→ **WORK TO COMPLETE**:
Report back every line below that carries the word "LineExtent".
━━━
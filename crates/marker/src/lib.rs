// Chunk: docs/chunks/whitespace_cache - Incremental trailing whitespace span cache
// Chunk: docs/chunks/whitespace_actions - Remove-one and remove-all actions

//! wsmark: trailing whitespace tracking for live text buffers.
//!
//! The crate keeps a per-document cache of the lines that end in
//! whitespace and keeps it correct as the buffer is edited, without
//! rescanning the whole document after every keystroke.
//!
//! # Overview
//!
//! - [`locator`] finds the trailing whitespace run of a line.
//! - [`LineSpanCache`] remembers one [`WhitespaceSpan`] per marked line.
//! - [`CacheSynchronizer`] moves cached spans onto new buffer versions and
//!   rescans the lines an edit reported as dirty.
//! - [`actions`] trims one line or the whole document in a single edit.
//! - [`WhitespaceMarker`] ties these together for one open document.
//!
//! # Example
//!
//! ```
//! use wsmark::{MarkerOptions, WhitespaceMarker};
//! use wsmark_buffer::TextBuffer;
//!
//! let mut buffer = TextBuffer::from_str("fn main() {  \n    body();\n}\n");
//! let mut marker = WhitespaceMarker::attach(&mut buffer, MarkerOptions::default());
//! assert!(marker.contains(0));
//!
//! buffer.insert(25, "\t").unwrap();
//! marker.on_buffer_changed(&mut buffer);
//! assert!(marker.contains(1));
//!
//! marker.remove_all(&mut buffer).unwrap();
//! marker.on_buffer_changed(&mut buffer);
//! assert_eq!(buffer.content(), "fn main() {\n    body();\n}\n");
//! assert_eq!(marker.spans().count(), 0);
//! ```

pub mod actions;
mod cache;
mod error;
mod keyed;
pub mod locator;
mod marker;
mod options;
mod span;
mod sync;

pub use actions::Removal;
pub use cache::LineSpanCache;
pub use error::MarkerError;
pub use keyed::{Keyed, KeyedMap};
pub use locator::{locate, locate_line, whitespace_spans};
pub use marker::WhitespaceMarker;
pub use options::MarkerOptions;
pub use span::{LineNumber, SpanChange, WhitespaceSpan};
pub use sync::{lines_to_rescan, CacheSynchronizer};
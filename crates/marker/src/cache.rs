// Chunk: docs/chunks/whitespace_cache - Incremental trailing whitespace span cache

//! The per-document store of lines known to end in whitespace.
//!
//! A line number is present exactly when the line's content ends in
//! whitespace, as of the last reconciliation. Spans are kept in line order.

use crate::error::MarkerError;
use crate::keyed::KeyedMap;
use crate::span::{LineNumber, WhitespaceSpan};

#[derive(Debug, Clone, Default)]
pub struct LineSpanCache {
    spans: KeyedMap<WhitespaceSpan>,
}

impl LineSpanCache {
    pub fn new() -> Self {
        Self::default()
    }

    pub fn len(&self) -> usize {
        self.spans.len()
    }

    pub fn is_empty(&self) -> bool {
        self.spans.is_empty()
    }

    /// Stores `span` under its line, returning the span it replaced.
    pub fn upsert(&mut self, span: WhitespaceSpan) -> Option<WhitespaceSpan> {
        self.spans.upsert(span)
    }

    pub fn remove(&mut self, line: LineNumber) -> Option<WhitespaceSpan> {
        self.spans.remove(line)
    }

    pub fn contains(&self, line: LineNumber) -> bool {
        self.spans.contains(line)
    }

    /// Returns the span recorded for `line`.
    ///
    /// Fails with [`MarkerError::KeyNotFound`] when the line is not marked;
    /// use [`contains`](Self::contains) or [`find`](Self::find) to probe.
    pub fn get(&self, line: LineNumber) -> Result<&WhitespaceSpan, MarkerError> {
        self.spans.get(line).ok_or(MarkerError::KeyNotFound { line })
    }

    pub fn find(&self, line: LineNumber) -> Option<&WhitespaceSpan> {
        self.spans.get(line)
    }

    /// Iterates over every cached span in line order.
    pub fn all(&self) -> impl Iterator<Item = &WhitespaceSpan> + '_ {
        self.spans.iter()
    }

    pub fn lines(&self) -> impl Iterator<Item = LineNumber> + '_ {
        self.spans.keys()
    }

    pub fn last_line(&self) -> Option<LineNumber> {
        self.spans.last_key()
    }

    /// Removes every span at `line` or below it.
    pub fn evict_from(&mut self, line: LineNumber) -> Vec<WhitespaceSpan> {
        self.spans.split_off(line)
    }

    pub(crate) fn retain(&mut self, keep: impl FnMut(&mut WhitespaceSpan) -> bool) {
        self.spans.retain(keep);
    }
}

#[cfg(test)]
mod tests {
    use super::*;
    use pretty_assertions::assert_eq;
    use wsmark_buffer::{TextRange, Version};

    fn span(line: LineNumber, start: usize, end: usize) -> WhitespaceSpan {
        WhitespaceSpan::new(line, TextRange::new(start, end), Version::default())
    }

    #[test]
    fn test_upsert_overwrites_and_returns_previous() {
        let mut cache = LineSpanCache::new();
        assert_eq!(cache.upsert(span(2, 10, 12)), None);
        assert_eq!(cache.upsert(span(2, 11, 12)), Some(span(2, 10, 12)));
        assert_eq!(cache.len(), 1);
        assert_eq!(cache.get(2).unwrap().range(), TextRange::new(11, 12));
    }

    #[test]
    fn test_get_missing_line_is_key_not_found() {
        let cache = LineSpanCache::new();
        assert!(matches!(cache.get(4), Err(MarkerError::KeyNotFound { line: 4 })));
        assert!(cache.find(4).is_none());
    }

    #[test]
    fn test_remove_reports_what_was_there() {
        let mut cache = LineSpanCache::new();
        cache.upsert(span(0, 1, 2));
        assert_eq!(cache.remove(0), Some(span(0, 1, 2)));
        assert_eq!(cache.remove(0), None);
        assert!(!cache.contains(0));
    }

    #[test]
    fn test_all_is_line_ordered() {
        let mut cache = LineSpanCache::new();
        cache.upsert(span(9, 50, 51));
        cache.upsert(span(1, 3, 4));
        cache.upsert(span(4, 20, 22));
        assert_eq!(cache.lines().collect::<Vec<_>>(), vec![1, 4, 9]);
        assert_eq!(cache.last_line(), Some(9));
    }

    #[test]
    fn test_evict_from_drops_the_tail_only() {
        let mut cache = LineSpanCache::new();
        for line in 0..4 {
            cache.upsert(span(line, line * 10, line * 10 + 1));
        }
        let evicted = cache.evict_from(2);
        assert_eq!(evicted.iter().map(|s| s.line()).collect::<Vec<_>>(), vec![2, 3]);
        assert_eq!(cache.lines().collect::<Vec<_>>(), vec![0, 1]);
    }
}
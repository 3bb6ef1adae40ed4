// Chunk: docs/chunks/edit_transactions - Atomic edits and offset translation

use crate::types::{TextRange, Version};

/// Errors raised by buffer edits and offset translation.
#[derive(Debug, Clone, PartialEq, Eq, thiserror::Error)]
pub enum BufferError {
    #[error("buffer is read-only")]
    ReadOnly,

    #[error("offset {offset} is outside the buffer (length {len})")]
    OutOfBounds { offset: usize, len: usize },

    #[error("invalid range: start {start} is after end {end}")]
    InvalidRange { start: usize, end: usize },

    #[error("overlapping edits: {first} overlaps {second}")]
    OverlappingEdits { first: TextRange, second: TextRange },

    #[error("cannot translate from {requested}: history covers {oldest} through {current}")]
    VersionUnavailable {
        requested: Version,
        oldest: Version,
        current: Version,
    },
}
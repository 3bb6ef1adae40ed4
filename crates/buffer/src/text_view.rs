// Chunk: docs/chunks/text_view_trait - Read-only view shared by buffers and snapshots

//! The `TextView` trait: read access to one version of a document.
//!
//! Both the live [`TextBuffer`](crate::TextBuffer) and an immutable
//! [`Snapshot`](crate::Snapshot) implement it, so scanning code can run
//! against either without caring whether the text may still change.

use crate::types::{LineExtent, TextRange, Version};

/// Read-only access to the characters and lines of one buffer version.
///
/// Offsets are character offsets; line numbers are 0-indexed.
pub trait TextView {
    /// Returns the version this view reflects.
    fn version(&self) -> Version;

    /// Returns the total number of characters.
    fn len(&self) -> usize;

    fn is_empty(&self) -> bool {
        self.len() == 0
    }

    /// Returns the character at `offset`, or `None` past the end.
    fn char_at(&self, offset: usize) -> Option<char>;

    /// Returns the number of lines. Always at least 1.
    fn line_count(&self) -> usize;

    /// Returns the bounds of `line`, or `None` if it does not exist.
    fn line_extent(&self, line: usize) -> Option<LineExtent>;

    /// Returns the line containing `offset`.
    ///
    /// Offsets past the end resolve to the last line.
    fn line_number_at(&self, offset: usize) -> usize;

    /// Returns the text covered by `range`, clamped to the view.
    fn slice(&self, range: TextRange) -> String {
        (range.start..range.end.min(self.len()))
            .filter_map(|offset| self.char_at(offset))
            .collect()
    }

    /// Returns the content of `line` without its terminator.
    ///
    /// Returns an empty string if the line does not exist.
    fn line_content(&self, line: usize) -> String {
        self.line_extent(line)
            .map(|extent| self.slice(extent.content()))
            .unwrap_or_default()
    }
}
━━━
→ **ANSWER FOR THIS EXERCISE**:
use crate::types::{LineExtent, TextRange, Version};
    fn line_extent(&self, line: usize) -> Option<LineExtent>;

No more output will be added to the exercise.